REQUIREMENT:
Every line in the material below that includes "Sets" should be copied.

DATA SHOWN:
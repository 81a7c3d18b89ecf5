//! Startup and summary output.

use crate::app::{SynthesisReport, TemplateDestination};
use rbac_config::AppConfig;
use tracing::info;

/// Logs what is about to be synthesized.
pub fn print_startup_info(config: &AppConfig) {
    let separator = "=".repeat(60);
    info!("{}", separator);
    info!("Stack:        {}", config.stack.name);
    info!("Environment:  {}", config.app.environment);
    info!("Users:        {}", config.users.len());
    info!("Roles:        {}", config.roles.len());
    info!("Consumers:    {}", config.consumers.len());
    info!("Credentials:  {} profile", config.secrets.credential_profile);
    info!("{}", separator);
}

/// Logs the outcome of a run.
pub fn print_summary(report: &SynthesisReport) {
    let destination = match &report.destination {
        TemplateDestination::File(path) => path.display().to_string(),
        TemplateDestination::Stdout => "stdout".to_string(),
    };
    info!(
        "Synthesized {} resources and {} consumers for {} -> {}",
        report.resources, report.consumers, report.stack_name, destination
    );
}
//! Result type aliases for the RBAC synthesizer.

use crate::RbacError;

/// A specialized `Result` type for RBAC stack operations.
pub type RbacResult<T> = Result<T, RbacError>;
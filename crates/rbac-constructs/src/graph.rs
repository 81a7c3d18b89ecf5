//! Explicit dependency graph between declared resources.
//!
//! Edges point from a dependency to its dependent, so a topological order is
//! a valid creation order.

use petgraph::algo::{has_path_connecting, toposort};
use petgraph::graph::{DiGraph, NodeIndex};
use petgraph::Direction;
use rbac_core::{LogicalId, RbacError, RbacResult};
use std::collections::HashMap;
use tracing::debug;

/// Directed acyclic graph of declared resources.
#[derive(Debug, Clone, Default)]
pub struct DependencyGraph {
    graph: DiGraph<LogicalId, ()>,
    nodes: HashMap<LogicalId, NodeIndex>,
}

impl DependencyGraph {
    /// Creates an empty graph.
    #[must_use]
    pub fn new() -> Self {
        Self::default()
    }

    /// Adds a node. Adding an existing id is a no-op.
    pub fn add_node(&mut self, id: LogicalId) {
        if self.nodes.contains_key(&id) {
            return;
        }
        let index = self.graph.add_node(id.clone());
        self.nodes.insert(id, index);
    }

    /// Returns true if `id` is a node of the graph.
    #[must_use]
    pub fn contains(&self, id: &LogicalId) -> bool {
        self.nodes.contains_key(id)
    }

    /// Number of nodes.
    #[must_use]
    pub fn len(&self) -> usize {
        self.nodes.len()
    }

    /// Returns true if the graph has no nodes.
    #[must_use]
    pub fn is_empty(&self) -> bool {
        self.nodes.is_empty()
    }

    /// Number of distinct edges.
    #[must_use]
    pub fn edge_count(&self) -> usize {
        self.graph.edge_count()
    }

    fn index(&self, id: &LogicalId) -> RbacResult<NodeIndex> {
        self.nodes
            .get(id)
            .copied()
            .ok_or_else(|| RbacError::UnknownResource(id.to_string()))
    }

    /// Declares that `dependent` must be created after `dependency`.
    ///
    /// Both ends must already be nodes. Repeating an edge is a no-op.
    pub fn add_dependency(&mut self, dependent: &LogicalId, dependency: &LogicalId) -> RbacResult<()> {
        let to = self.index(dependent)?;
        let from = self.index(dependency)?;
        if self.graph.find_edge(from, to).is_none() {
            debug!(dependent = %dependent, dependency = %dependency, "Adding dependency edge");
            self.graph.add_edge(from, to, ());
        }
        Ok(())
    }

    /// Returns true if `dependent` directly depends on `dependency`.
    #[must_use]
    pub fn depends_on(&self, dependent: &LogicalId, dependency: &LogicalId) -> bool {
        match (self.nodes.get(dependency), self.nodes.get(dependent)) {
            (Some(&from), Some(&to)) => self.graph.find_edge(from, to).is_some(),
            _ => false,
        }
    }

    /// Returns true if `earlier` must be created before `later`, directly or transitively.
    #[must_use]
    pub fn precedes(&self, earlier: &LogicalId, later: &LogicalId) -> bool {
        match (self.nodes.get(earlier), self.nodes.get(later)) {
            (Some(&from), Some(&to)) if from != to => has_path_connecting(&self.graph, from, to, None),
            _ => false,
        }
    }

    /// Direct dependencies of `id`, sorted.
    #[must_use]
    pub fn dependencies_of(&self, id: &LogicalId) -> Vec<LogicalId> {
        self.neighbors(id, Direction::Incoming)
    }

    /// Direct dependents of `id`, sorted.
    #[must_use]
    pub fn dependents_of(&self, id: &LogicalId) -> Vec<LogicalId> {
        self.neighbors(id, Direction::Outgoing)
    }

    fn neighbors(&self, id: &LogicalId, direction: Direction) -> Vec<LogicalId> {
        let Some(&index) = self.nodes.get(id) else {
            return Vec::new();
        };
        let mut ids: Vec<LogicalId> = self
            .graph
            .neighbors_directed(index, direction)
            .map(|n| self.graph[n].clone())
            .collect();
        ids.sort();
        ids.dedup();
        ids
    }

    /// Returns a creation order, or the node at which a cycle was found.
    pub fn topological_order(&self) -> RbacResult<Vec<LogicalId>> {
        toposort(&self.graph, None)
            .map(|order| order.into_iter().map(|n| self.graph[n].clone()).collect())
            .map_err(|cycle| RbacError::DependencyCycle(self.graph[cycle.node_id()].to_string()))
    }
}
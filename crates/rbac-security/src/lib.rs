//! # RBAC Security
//!
//! Security model for the Redis RBAC stack: IAM policy statements and
//! principals, the cache access string grammar, and the settings a
//! credential store uses to generate cache passwords.

pub mod access;
pub mod credential;
pub mod iam;

pub use access::*;
pub use credential::*;
pub use iam::*;
//! Typed identifiers for declared resources.

use serde::{Deserialize, Serialize};
use sha2::{Digest, Sha256};
use std::fmt::{self, Display};
use uuid::Uuid;

/// Number of hex characters of the path hash appended to a logical id.
const HASH_SUFFIX_LEN: usize = 8;

/// Hierarchical path of a construct inside a stack (`producerRBAC/secret`).
#[derive(Debug, Clone, PartialEq, Eq, Hash, PartialOrd, Ord, Serialize, Deserialize)]
#[serde(transparent)]
pub struct ConstructPath(Vec<String>);

impl ConstructPath {
    /// Creates a top-level path.
    #[must_use]
    pub fn root(id: impl Into<String>) -> Self {
        Self(vec![id.into()])
    }

    /// Returns the path of a child construct.
    #[must_use]
    pub fn child(&self, id: impl Into<String>) -> Self {
        let mut segments = self.0.clone();
        segments.push(id.into());
        Self(segments)
    }

    /// Returns the path segments.
    #[must_use]
    pub fn segments(&self) -> &[String] {
        &self.0
    }

    /// Returns the last segment.
    #[must_use]
    pub fn leaf(&self) -> &str {
        self.0.last().map_or("", String::as_str)
    }

    /// Derives the template logical id for this path.
    ///
    /// Segments are stripped to alphanumerics and concatenated, then an
    /// 8 character hash of the full path is appended so two paths that
    /// collapse to the same text still get distinct ids.
    #[must_use]
    pub fn logical_id(&self) -> LogicalId {
        let readable: String = self
            .0
            .iter()
            .flat_map(|segment| segment.chars())
            .filter(char::is_ascii_alphanumeric)
            .collect();

        let digest = Sha256::digest(self.to_string().as_bytes());
        let suffix = hex::encode_upper(digest);

        LogicalId(format!("{}{}", readable, &suffix[..HASH_SUFFIX_LEN]))
    }
}

impl Display for ConstructPath {
    fn fmt(&self, f: &mut fmt::Formatter<'_>) -> fmt::Result {
        write!(f, "{}", self.0.join("/"))
    }
}

/// Template-unique identifier of a declared resource.
#[derive(Debug, Clone, PartialEq, Eq, Hash, PartialOrd, Ord, Serialize, Deserialize)]
#[serde(transparent)]
pub struct LogicalId(String);

impl LogicalId {
    /// Wraps an already-formed logical id.
    #[must_use]
    pub fn new(id: impl Into<String>) -> Self {
        Self(id.into())
    }

    /// Returns the id as a string slice.
    #[must_use]
    pub fn as_str(&self) -> &str {
        &self.0
    }
}

impl Display for LogicalId {
    fn fmt(&self, f: &mut fmt::Formatter<'_>) -> fmt::Result {
        write!(f, "{}", self.0)
    }
}

impl From<&ConstructPath> for LogicalId {
    fn from(path: &ConstructPath) -> Self {
        path.logical_id()
    }
}

/// Identifier of one synthesis run, stamped into template metadata.
#[derive(Debug, Clone, Copy, PartialEq, Eq, Hash, Serialize, Deserialize)]
#[serde(transparent)]
pub struct SynthesisId(pub Uuid);

impl SynthesisId {
    /// Creates a new time-ordered synthesis id.
    #[must_use]
    pub fn new() -> Self {
        Self(Uuid::now_v7())
    }

    /// Returns the inner UUID.
    #[must_use]
    pub const fn into_inner(self) -> Uuid {
        self.0
    }
}

impl Default for SynthesisId {
    fn default() -> Self {
        Self::new()
    }
}

impl Display for SynthesisId {
    fn fmt(&self, f: &mut fmt::Formatter<'_>) -> fmt::Result {
        write!(f, "{}", self.0)
    }
}
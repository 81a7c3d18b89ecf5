//! IAM policy document structure.
//!
//! A document is an ordered list of statements. Grants are merged into
//! existing statements wherever the effect, actions and resources already
//! line up, so repeated grants never grow the statement count.

use super::{Principal, PrincipalKind};
use serde_json::{json, Map, Value};
use std::collections::BTreeMap;

/// Policy language version.
pub const POLICY_VERSION: &str = "2012-10-17";

/// Effect of a policy statement.
#[derive(Debug, Clone, Copy, PartialEq, Eq, Default)]
pub enum Effect {
    /// Allow the action
    #[default]
    Allow,
    /// Deny the action (takes precedence over Allow)
    Deny,
}

impl Effect {
    /// Returns the policy JSON value.
    #[must_use]
    pub const fn as_str(&self) -> &'static str {
        match self {
            Self::Allow => "Allow",
            Self::Deny => "Deny",
        }
    }
}

/// A single policy statement.
#[derive(Debug, Clone, PartialEq, Default)]
pub struct PolicyStatement {
    sid: Option<String>,
    effect: Effect,
    actions: Vec<String>,
    resources: Vec<Value>,
    principals: Vec<Principal>,
}

impl PolicyStatement {
    /// Creates an allow statement for `actions` on `resources`.
    #[must_use]
    pub fn allow<A, S>(actions: A, resources: Vec<Value>) -> Self
    where
        A: IntoIterator<Item = S>,
        S: Into<String>,
    {
        let mut statement = Self {
            effect: Effect::Allow,
            ..Self::default()
        };
        for action in actions {
            statement.add_action(action);
        }
        for resource in resources {
            statement.add_resource(resource);
        }
        statement
    }

    /// Sets the statement id.
    #[must_use]
    pub fn with_sid(mut self, sid: impl Into<String>) -> Self {
        self.sid = Some(sid.into());
        self
    }

    /// Sets the effect.
    #[must_use]
    pub fn with_effect(mut self, effect: Effect) -> Self {
        self.effect = effect;
        self
    }

    /// Adds a principal, returning it for chaining.
    #[must_use]
    pub fn with_principal(mut self, principal: Principal) -> Self {
        self.add_principal(principal);
        self
    }

    /// Adds an action. Returns false if it was already present.
    pub fn add_action(&mut self, action: impl Into<String>) -> bool {
        let action = action.into();
        if self.actions.contains(&action) {
            return false;
        }
        self.actions.push(action);
        true
    }

    /// Adds a resource. Returns false if it was already present.
    pub fn add_resource(&mut self, resource: Value) -> bool {
        if self.resources.contains(&resource) {
            return false;
        }
        self.resources.push(resource);
        true
    }

    /// Adds a principal. Returns false if it was already present.
    pub fn add_principal(&mut self, principal: Principal) -> bool {
        if self.principals.contains(&principal) {
            return false;
        }
        self.principals.push(principal);
        true
    }

    /// Returns the statement id.
    #[must_use]
    pub fn sid(&self) -> Option<&str> {
        self.sid.as_deref()
    }

    /// Returns the effect.
    #[must_use]
    pub const fn effect(&self) -> Effect {
        self.effect
    }

    /// Returns the actions in insertion order.
    #[must_use]
    pub fn actions(&self) -> &[String] {
        &self.actions
    }

    /// Returns the resources in insertion order.
    #[must_use]
    pub fn resources(&self) -> &[Value] {
        &self.resources
    }

    /// Returns the principals in insertion order.
    #[must_use]
    pub fn principals(&self) -> &[Principal] {
        &self.principals
    }

    /// Checks if the principal is listed.
    #[must_use]
    pub fn has_principal(&self, principal: &Principal) -> bool {
        self.principals.contains(principal)
    }

    /// Checks if this statement covers exactly the given effect and actions.
    fn matches_actions(&self, effect: Effect, actions: &[&str]) -> bool {
        self.effect == effect
            && self.actions.len() == actions.len()
            && actions.iter().all(|a| self.actions.iter().any(|s| s == a))
    }

    /// Validates statement structure.
    pub fn validate(&self) -> Result<(), String> {
        if self.actions.is_empty() {
            return Err("statement has no actions".to_string());
        }
        if self.resources.is_empty() {
            return Err("statement has no resources".to_string());
        }
        Ok(())
    }

    /// Renders the statement as policy JSON.
    #[must_use]
    pub fn to_json(&self) -> Value {
        let mut out = Map::new();
        if let Some(sid) = &self.sid {
            out.insert("Sid".to_string(), Value::from(sid.clone()));
        }
        out.insert("Effect".to_string(), Value::from(self.effect.as_str()));
        out.insert("Action".to_string(), collapse(self.actions.iter().cloned().map(Value::from).collect()));

        if !self.principals.is_empty() {
            let mut grouped: BTreeMap<PrincipalKind, Vec<Value>> = BTreeMap::new();
            for principal in &self.principals {
                grouped
                    .entry(principal.kind())
                    .or_default()
                    .push(principal.to_policy_value());
            }
            let principal_block: Map<String, Value> = grouped
                .into_iter()
                .map(|(kind, values)| (kind.key().to_string(), collapse(values)))
                .collect();
            out.insert("Principal".to_string(), Value::Object(principal_block));
        }

        // Trust policies carry no resource.
        if !self.resources.is_empty() {
            out.insert("Resource".to_string(), collapse(self.resources.clone()));
        }
        Value::Object(out)
    }
}

/// A single element is written bare, several as a list.
fn collapse(mut values: Vec<Value>) -> Value {
    if values.len() == 1 {
        values.remove(0)
    } else {
        Value::Array(values)
    }
}

/// Index of a statement inside a [`PolicyDocument`].
#[derive(Debug, Clone, Copy, PartialEq, Eq, Hash)]
pub struct StatementIndex(pub usize);

/// Complete IAM policy document.
#[derive(Debug, Clone, PartialEq, Default)]
pub struct PolicyDocument {
    statements: Vec<PolicyStatement>,
}

impl PolicyDocument {
    /// Create a new empty policy
    #[must_use]
    pub fn new() -> Self {
        Self::default()
    }

    /// Add a statement to this policy, returning its index.
    pub fn add_statement(&mut self, statement: PolicyStatement) -> StatementIndex {
        self.statements.push(statement);
        StatementIndex(self.statements.len() - 1)
    }

    /// Returns a statement by index.
    #[must_use]
    pub fn statement(&self, index: StatementIndex) -> Option<&PolicyStatement> {
        self.statements.get(index.0)
    }

    /// Returns a mutable statement by index.
    pub fn statement_mut(&mut self, index: StatementIndex) -> Option<&mut PolicyStatement> {
        self.statements.get_mut(index.0)
    }

    /// Returns all statements.
    #[must_use]
    pub fn statements(&self) -> &[PolicyStatement] {
        &self.statements
    }

    /// Checks if the document has no statements.
    #[must_use]
    pub fn is_empty(&self) -> bool {
        self.statements.is_empty()
    }

    /// Allows `principal` to perform `actions` on `resource` (resource-based policy).
    ///
    /// An existing statement with the same actions and resource gains the
    /// principal; otherwise a new statement is added. Returns false when the
    /// principal was already granted.
    pub fn grant_to_principal(&mut self, actions: &[&str], resource: Value, principal: Principal) -> bool {
        let existing = self
            .statements
            .iter_mut()
            .find(|s| s.matches_actions(Effect::Allow, actions) && s.resources == [resource.clone()]);

        match existing {
            Some(statement) => statement.add_principal(principal),
            None => {
                self.add_statement(PolicyStatement::allow(actions.iter().copied(), vec![resource]).with_principal(principal));
                true
            }
        }
    }

    /// Allows the policy holder to perform `actions` on `resource` (identity-based policy).
    ///
    /// An existing principal-less statement with the same actions gains the
    /// resource. Returns false when the resource was already covered.
    pub fn grant_on_resource(&mut self, actions: &[&str], resource: Value) -> bool {
        let existing = self
            .statements
            .iter_mut()
            .find(|s| s.principals.is_empty() && s.matches_actions(Effect::Allow, actions));

        match existing {
            Some(statement) => statement.add_resource(resource),
            None => {
                self.add_statement(PolicyStatement::allow(actions.iter().copied(), vec![resource]));
                true
            }
        }
    }

    /// Validate policy structure
    pub fn validate(&self) -> Result<(), String> {
        if self.statements.is_empty() {
            return Err("Policy must have at least one statement".to_string());
        }

        for (i, stmt) in self.statements.iter().enumerate() {
            stmt.validate().map_err(|e| format!("Statement {}: {}", i, e))?;
        }

        Ok(())
    }

    /// Renders the document as policy JSON.
    #[must_use]
    pub fn to_json(&self) -> Value {
        json!({
            "Version": POLICY_VERSION,
            "Statement": self.statements.iter().map(PolicyStatement::to_json).collect::<Vec<_>>(),
        })
    }
}

#[cfg(test)]
mod tests {
    use super::*;
    use crate::actions;
    use rbac_core::LogicalId;

    fn role(name: &str) -> Principal {
        Principal::role(LogicalId::new(name))
    }

    fn secret() -> Value {
        json!({"Ref": "Secret1"})
    }

    #[test]
    fn test_statement_deduplicates() {
        let mut stmt = PolicyStatement::allow(actions::SECRET_READ, vec![secret()]);
        assert!(!stmt.add_action(actions::SECRET_DESCRIBE));
        assert!(!stmt.add_resource(secret()));
        assert!(stmt.add_principal(role("A")));
        assert!(!stmt.add_principal(role("A")));
        assert_eq!(stmt.actions().len(), 2);
        assert_eq!(stmt.principals().len(), 1);
    }

    #[test]
    fn test_statement_json() {
        let stmt = PolicyStatement::allow(actions::SECRET_READ, vec![secret()])
            .with_principal(role("RoleA"))
            .with_principal(Principal::service("lambda.amazonaws.com"));

        assert_eq!(
            stmt.to_json(),
            json!({
                "Effect": "Allow",
                "Action": ["secretsmanager:DescribeSecret", "secretsmanager:GetSecretValue"],
                "Principal": {
                    "AWS": {"Fn::GetAtt": ["RoleA", "Arn"]},
                    "Service": "lambda.amazonaws.com"
                },
                "Resource": {"Ref": "Secret1"}
            })
        );
    }

    #[test]
    fn test_statement_json_lists_multiple_principals() {
        let stmt = PolicyStatement::allow([actions::KMS_DECRYPT], vec![json!("*")])
            .with_principal(role("A"))
            .with_principal(role("B"))
            .with_sid("Decrypt");
        let rendered = stmt.to_json();
        assert_eq!(rendered["Sid"], "Decrypt");
        assert_eq!(rendered["Action"], "kms:Decrypt");
        assert_eq!(rendered["Principal"]["AWS"].as_array().map(Vec::len), Some(2));
    }

    #[test]
    fn test_trust_statement_has_no_resource() {
        let stmt = PolicyStatement::allow([actions::STS_ASSUME_ROLE], vec![])
            .with_principal(Principal::service("lambda.amazonaws.com"));
        let rendered = stmt.to_json();
        assert!(rendered.get("Resource").is_none());
        assert_eq!(rendered["Principal"]["Service"], "lambda.amazonaws.com");
    }

    #[test]
    fn test_grant_to_principal_merges() {
        let mut doc = PolicyDocument::new();
        assert!(doc.grant_to_principal(&actions::SECRET_READ, secret(), role("A")));
        assert!(doc.grant_to_principal(&actions::SECRET_READ, secret(), role("B")));
        assert!(!doc.grant_to_principal(&actions::SECRET_READ, secret(), role("A")));

        assert_eq!(doc.statements().len(), 1);
        assert_eq!(doc.statements()[0].principals(), &[role("A"), role("B")]);

        // Different resource gets its own statement.
        doc.grant_to_principal(&actions::SECRET_READ, json!({"Ref": "Secret2"}), role("A"));
        assert_eq!(doc.statements().len(), 2);
    }

    #[test]
    fn test_grant_on_resource_merges() {
        let mut doc = PolicyDocument::new();
        assert!(doc.grant_on_resource(&actions::SECRET_READ, secret()));
        assert!(doc.grant_on_resource(&actions::SECRET_READ, json!({"Ref": "Secret2"})));
        assert!(!doc.grant_on_resource(&actions::SECRET_READ, secret()));
        assert!(doc.grant_on_resource(&[actions::KMS_DECRYPT], json!("*")));

        assert_eq!(doc.statements().len(), 2);
        assert_eq!(doc.statements()[0].resources().len(), 2);
    }

    #[test]
    fn test_statement_index_access() {
        let mut doc = PolicyDocument::new();
        let index = doc.add_statement(PolicyStatement::allow(actions::SECRET_READ, vec![secret()]));
        doc.statement_mut(index).unwrap().add_principal(role("A"));
        assert!(doc.statement(index).unwrap().has_principal(&role("A")));
        assert!(doc.statement(StatementIndex(7)).is_none());
    }

    #[test]
    fn test_policy_validation() {
        assert!(PolicyDocument::new().validate().is_err());

        let mut doc = PolicyDocument::new();
        doc.add_statement(PolicyStatement::allow(Vec::<String>::new(), vec![secret()]));
        assert!(doc.validate().is_err());

        let mut doc = PolicyDocument::new();
        doc.grant_on_resource(&actions::SECRET_READ, secret());
        assert!(doc.validate().is_ok());
        assert_eq!(doc.to_json()["Version"], POLICY_VERSION);
    }
}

ANSWER:
    /// Sets the statement id.
    /// Sets the effect.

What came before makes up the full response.